--- Work task ---
Every line in the material below that includes "crate" should be copied.

--- Record extracts ---
—————

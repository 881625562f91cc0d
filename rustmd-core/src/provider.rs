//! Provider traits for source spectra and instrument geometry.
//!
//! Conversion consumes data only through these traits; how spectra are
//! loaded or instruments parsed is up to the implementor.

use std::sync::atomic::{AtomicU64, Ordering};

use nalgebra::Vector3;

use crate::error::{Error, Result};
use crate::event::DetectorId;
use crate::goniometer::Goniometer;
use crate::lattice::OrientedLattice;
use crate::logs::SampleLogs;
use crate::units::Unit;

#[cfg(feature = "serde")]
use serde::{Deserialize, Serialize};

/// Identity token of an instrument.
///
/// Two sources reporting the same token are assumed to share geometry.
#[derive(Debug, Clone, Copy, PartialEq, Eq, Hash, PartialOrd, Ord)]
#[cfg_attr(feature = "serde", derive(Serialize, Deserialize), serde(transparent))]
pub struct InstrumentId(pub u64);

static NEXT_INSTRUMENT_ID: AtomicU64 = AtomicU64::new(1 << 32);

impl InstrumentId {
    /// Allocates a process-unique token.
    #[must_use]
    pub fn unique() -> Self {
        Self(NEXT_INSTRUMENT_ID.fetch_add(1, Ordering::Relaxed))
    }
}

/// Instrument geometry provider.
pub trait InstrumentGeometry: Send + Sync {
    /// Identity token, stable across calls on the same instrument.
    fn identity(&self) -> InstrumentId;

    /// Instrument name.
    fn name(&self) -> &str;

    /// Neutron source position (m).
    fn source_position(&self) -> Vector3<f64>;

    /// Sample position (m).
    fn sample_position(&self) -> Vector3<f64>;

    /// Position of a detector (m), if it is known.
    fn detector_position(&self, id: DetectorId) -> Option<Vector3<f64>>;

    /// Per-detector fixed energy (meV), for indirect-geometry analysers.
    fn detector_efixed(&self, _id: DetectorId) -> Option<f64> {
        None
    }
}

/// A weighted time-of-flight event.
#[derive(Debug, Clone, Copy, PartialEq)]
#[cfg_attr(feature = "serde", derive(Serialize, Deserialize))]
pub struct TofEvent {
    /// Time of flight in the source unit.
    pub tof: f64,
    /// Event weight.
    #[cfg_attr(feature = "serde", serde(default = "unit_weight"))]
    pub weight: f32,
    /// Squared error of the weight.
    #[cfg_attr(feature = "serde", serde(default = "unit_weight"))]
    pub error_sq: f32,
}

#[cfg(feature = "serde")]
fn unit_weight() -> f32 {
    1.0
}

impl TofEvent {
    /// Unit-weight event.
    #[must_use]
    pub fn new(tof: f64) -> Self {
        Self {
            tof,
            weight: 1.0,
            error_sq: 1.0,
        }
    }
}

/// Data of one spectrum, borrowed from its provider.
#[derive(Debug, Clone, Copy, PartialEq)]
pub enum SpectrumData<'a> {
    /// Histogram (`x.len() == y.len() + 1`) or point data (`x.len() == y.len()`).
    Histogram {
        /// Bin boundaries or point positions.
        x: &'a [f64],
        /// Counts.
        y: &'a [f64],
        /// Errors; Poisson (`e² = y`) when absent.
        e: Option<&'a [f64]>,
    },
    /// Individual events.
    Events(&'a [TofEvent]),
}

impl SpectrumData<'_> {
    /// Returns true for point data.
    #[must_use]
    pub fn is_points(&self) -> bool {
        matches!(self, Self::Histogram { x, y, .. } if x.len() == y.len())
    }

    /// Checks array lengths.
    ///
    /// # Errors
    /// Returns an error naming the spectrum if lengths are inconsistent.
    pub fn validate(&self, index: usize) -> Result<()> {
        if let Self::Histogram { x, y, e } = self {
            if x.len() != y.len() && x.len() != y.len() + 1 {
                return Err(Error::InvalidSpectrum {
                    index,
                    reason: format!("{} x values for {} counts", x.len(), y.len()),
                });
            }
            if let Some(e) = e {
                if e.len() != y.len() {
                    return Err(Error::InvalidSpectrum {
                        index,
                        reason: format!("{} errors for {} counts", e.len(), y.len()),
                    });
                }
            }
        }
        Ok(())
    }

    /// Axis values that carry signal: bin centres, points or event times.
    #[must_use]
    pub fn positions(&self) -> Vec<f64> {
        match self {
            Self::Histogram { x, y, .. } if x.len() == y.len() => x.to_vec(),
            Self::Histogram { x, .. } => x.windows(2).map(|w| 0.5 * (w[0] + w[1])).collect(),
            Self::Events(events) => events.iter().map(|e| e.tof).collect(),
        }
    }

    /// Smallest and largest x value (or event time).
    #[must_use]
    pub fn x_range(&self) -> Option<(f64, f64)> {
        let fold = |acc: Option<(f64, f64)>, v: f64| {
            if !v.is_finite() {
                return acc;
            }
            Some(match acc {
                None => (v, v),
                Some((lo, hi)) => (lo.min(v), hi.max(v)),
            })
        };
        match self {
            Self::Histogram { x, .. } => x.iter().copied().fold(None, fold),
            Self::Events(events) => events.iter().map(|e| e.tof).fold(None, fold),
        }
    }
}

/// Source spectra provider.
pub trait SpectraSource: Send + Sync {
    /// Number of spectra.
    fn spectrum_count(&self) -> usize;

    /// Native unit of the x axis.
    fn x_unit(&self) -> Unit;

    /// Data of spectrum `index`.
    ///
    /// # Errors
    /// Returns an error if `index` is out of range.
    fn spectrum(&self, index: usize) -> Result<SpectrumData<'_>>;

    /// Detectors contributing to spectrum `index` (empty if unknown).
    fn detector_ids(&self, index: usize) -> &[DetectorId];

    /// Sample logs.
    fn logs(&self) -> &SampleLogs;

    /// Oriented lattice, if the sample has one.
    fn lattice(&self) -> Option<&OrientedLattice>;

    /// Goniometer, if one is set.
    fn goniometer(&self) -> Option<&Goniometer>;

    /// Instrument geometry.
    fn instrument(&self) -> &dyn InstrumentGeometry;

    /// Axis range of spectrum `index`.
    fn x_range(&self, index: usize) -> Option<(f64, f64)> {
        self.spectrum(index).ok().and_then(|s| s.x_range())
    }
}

—————

--- Problem solution ---
use crate::error::{Error, Result};
use crate::event::DetectorId;
use crate::goniometer::Goniometer;
use crate::lattice::OrientedLattice;
use crate::logs::SampleLogs;
use crate::units::Unit;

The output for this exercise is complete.